Work request - In the data below, the answer is the run of lines from the line containing "self.nodes.get(id).map_or(&[], |n| &n.children)" through the line containing "while let Some(n) = stack.pop()", both included; print it exactly and nothing else.

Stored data
###
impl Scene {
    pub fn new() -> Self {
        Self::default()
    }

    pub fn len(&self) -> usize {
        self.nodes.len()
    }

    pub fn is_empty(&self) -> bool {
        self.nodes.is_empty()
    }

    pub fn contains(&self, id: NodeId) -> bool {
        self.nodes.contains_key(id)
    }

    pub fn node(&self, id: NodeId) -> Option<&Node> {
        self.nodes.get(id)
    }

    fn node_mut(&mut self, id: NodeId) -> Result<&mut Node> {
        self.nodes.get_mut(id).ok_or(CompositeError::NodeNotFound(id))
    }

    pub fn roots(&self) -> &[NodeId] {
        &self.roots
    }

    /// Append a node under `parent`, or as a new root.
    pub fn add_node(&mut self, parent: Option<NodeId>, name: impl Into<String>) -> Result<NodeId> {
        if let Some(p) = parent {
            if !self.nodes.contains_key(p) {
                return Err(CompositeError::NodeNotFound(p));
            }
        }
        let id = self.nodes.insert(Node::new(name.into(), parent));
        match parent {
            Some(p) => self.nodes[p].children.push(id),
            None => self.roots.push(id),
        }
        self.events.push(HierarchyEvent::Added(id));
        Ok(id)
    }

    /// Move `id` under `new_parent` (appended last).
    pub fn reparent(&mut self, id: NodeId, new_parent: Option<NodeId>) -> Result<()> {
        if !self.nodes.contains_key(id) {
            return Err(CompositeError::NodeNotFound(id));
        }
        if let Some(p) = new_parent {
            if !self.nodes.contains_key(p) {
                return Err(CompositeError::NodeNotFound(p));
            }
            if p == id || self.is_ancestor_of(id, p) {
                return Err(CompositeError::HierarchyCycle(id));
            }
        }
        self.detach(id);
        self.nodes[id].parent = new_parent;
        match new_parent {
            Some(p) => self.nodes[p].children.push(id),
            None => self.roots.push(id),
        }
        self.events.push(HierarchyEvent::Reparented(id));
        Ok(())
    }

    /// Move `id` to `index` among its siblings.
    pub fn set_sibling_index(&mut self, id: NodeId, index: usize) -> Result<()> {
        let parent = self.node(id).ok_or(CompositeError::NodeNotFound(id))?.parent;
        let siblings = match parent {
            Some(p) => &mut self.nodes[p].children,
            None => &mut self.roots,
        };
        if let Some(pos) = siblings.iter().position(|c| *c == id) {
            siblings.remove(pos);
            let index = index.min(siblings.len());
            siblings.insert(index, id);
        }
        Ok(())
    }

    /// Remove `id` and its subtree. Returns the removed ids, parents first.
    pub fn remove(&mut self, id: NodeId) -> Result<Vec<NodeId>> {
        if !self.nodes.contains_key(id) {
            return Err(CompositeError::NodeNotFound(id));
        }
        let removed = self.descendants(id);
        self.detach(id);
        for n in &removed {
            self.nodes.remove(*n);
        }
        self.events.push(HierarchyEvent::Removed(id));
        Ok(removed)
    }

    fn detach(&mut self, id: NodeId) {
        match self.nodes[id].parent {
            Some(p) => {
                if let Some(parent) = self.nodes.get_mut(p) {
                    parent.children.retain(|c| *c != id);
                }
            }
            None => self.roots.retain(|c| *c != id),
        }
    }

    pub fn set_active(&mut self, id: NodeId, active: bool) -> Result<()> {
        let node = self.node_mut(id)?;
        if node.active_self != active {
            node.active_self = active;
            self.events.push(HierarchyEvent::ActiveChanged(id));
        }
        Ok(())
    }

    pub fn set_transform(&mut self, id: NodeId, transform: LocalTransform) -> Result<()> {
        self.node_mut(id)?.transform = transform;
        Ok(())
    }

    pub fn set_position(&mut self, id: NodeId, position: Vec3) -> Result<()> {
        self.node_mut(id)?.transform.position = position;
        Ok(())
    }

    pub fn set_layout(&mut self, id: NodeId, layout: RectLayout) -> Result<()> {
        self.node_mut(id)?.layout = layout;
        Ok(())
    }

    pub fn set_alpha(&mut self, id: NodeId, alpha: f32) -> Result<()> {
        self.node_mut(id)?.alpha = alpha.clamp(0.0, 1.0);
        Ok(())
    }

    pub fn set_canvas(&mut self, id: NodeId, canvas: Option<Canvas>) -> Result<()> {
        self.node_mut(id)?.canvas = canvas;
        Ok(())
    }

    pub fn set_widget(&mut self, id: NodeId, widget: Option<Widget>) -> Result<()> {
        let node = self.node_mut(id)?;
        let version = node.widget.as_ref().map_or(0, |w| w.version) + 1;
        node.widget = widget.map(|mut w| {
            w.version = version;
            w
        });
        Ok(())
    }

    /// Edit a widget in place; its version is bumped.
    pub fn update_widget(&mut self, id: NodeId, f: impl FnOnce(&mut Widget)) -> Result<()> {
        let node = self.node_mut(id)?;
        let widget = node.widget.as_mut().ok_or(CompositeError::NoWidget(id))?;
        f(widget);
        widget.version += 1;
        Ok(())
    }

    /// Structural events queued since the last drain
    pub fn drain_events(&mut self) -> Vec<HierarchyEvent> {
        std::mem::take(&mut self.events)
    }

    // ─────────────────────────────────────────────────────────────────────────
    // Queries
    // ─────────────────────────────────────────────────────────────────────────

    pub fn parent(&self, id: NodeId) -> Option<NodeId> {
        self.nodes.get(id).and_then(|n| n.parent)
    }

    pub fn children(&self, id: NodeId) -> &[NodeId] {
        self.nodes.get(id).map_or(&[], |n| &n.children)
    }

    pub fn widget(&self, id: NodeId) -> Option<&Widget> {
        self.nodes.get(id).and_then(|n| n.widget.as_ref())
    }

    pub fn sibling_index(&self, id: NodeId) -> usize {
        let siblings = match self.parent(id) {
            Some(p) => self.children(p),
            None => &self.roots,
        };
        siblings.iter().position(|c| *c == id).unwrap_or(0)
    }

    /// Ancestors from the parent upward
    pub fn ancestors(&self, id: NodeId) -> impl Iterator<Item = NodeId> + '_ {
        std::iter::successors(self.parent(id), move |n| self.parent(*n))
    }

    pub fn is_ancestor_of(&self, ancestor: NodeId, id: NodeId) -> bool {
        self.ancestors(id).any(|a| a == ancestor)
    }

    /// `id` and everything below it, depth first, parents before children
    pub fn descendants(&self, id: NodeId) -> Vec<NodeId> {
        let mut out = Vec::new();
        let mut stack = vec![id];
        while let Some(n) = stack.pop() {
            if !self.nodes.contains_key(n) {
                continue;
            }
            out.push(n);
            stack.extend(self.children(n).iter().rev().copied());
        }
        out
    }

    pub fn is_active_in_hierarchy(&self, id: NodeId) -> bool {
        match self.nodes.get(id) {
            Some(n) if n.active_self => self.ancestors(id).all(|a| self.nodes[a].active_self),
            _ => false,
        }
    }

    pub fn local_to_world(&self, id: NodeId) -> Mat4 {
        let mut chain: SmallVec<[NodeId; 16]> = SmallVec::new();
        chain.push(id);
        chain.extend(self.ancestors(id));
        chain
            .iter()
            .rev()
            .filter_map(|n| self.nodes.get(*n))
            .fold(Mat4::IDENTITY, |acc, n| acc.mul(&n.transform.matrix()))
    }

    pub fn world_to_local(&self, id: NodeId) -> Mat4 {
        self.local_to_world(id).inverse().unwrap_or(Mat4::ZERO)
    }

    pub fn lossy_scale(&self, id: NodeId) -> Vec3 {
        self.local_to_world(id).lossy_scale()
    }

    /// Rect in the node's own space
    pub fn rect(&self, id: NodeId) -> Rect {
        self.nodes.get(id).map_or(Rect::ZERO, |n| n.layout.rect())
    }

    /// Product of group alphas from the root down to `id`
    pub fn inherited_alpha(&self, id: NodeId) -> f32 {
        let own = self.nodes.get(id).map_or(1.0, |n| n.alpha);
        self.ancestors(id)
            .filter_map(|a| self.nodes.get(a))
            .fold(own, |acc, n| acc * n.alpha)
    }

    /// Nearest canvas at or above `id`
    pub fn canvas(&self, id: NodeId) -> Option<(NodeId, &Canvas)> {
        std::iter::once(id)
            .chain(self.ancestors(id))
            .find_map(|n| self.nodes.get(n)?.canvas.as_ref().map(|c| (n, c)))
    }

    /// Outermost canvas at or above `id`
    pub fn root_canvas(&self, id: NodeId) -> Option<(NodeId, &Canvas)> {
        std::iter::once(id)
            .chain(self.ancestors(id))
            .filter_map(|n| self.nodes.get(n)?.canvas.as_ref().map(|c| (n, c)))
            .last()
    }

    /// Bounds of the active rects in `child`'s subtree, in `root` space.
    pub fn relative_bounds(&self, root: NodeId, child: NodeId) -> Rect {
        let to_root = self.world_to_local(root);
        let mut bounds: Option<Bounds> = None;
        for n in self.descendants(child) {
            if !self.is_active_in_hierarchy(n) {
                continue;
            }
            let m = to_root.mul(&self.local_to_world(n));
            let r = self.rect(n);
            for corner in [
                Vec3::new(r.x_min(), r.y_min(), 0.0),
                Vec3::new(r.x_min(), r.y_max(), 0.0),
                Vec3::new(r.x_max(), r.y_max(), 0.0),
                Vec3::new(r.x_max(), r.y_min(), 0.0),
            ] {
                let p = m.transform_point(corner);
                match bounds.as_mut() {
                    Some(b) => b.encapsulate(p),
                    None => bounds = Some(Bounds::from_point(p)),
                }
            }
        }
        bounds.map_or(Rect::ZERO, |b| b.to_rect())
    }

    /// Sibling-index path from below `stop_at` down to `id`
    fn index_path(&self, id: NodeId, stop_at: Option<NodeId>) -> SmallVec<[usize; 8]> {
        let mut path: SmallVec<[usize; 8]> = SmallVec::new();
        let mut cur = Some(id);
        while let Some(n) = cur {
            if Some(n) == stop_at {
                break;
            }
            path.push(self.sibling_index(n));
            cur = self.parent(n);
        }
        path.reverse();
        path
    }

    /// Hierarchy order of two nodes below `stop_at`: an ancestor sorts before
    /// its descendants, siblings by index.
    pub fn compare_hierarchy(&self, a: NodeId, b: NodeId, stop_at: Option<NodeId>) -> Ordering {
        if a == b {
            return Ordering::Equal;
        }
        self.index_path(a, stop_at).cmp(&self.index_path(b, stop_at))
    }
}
###
Written answer -
        self.nodes.get(id).map_or(&[], |n| &n.children)
    }

    pub fn widget(&self, id: NodeId) -> Option<&Widget> {
        self.nodes.get(id).and_then(|n| n.widget.as_ref())
    }

    pub fn sibling_index(&self, id: NodeId) -> usize {
        let siblings = match self.parent(id) {
            Some(p) => self.children(p),
            None => &self.roots,
        };
        siblings.iter().position(|c| *c == id).unwrap_or(0)
    }

    /// Ancestors from the parent upward
    pub fn ancestors(&self, id: NodeId) -> impl Iterator<Item = NodeId> + '_ {
        std::iter::successors(self.parent(id), move |n| self.parent(*n))
    }

    pub fn is_ancestor_of(&self, ancestor: NodeId, id: NodeId) -> bool {
        self.ancestors(id).any(|a| a == ancestor)
    }

    /// `id` and everything below it, depth first, parents before children
    pub fn descendants(&self, id: NodeId) -> Vec<NodeId> {
        let mut out = Vec::new();
        let mut stack = vec![id];
        while let Some(n) = stack.pop() {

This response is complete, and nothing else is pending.